Encore plus flexible en cliquant dessus.

Il faut croire que le monde du travail est une source inépuisable d’inspiration pour les auteurs de théâtre contemporain. Après avoir lu, relu, écouté et réécouté l’indispensable « L’entretien » de Philippe Malone, voici que je découvre le « sautillant et klanguien » Flexible, Hop hop ! d’Emmanuel Darley. Le registre est ici en apparence plus léger, mais le fond est le même. Dureté du monde du travail, conjoncture, abrutissement, délocalisation, évolution d’une société vers le monde du faux et du virtuel.

Un et Deux sont ouvriers chez Interklang, une usine internationale de Klang (cherchez pas, c’est barré), c’est-à-dire que toute la journée, ils font Klang en cadence. Mais voilà, la conjoncture, vous comprenez, ils se trouvent licenciés.

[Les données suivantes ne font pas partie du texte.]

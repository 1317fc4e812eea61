// src/tests/support/fixtures.rs

use crate::modules::records::{Message, MessageStatus, Profile, Project, Skill, Testimonial};

pub fn sample_profile(id: &str) -> Profile {
    Profile {
        id: Some(id.to_string()),
        name: "Ada Lovelace".to_string(),
        title: "Full Stack Developer".to_string(),
        bio: "Crafting digital experiences".to_string(),
        email: "ada@example.com".to_string(),
        phone: "+1 234 567 890".to_string(),
        location: "London".to_string(),
        github_url: Some("https://github.com/ada".to_string()),
        ..Default::default()
    }
}

pub fn sample_skill(id: &str, name: &str, category: &str) -> Skill {
    Skill {
        id: Some(id.to_string()),
        name: name.to_string(),
        category: category.to_string(),
        level: 80,
        icon: None,
        order: 0,
    }
}

pub fn sample_project(id: &str, title: &str, category: &str) -> Project {
    Project {
        id: Some(id.to_string()),
        title: title.to_string(),
        description: Some("A project".to_string()),
        category: category.to_string(),
        technologies: vec!["Rust".to_string()],
        ..Default::default()
    }
}

pub fn sample_testimonial(id: &str, name: &str) -> Testimonial {
    Testimonial {
        id: Some(id.to_string()),
        name: name.to_string(),
        position: "CTO".to_string(),
        company: Some("Acme".to_string()),
        content: "Outstanding work".to_string(),
        rating: 5,
        ..Default::default()
    }
}

pub fn sample_message(id: &str, read: bool) -> Message {
    Message {
        id: Some(id.to_string()),
        name: "Grace Hopper".to_string(),
        email: "grace@example.com".to_string(),
        subject: "Project inquiry".to_string(),
        message: "I would like to talk about a project".to_string(),
        read,
        status: if read {
            MessageStatus::Read
        } else {
            MessageStatus::New
        },
        created_at: None,
    }
}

La pièce est absolument tordante, absurde et sous son aspect foufou distille un humour noir et désespéré. La société part en sucette et le monde marche sur la tête. Ici, l’ANPE se nomme « la pépinière » (peu fertile), le représentant de la culture est « Monsieur de », et la pauvre Denise pète les plombs à force de Klanguerie. Bref, un moment loufoque, poilant et méchamment intelligent.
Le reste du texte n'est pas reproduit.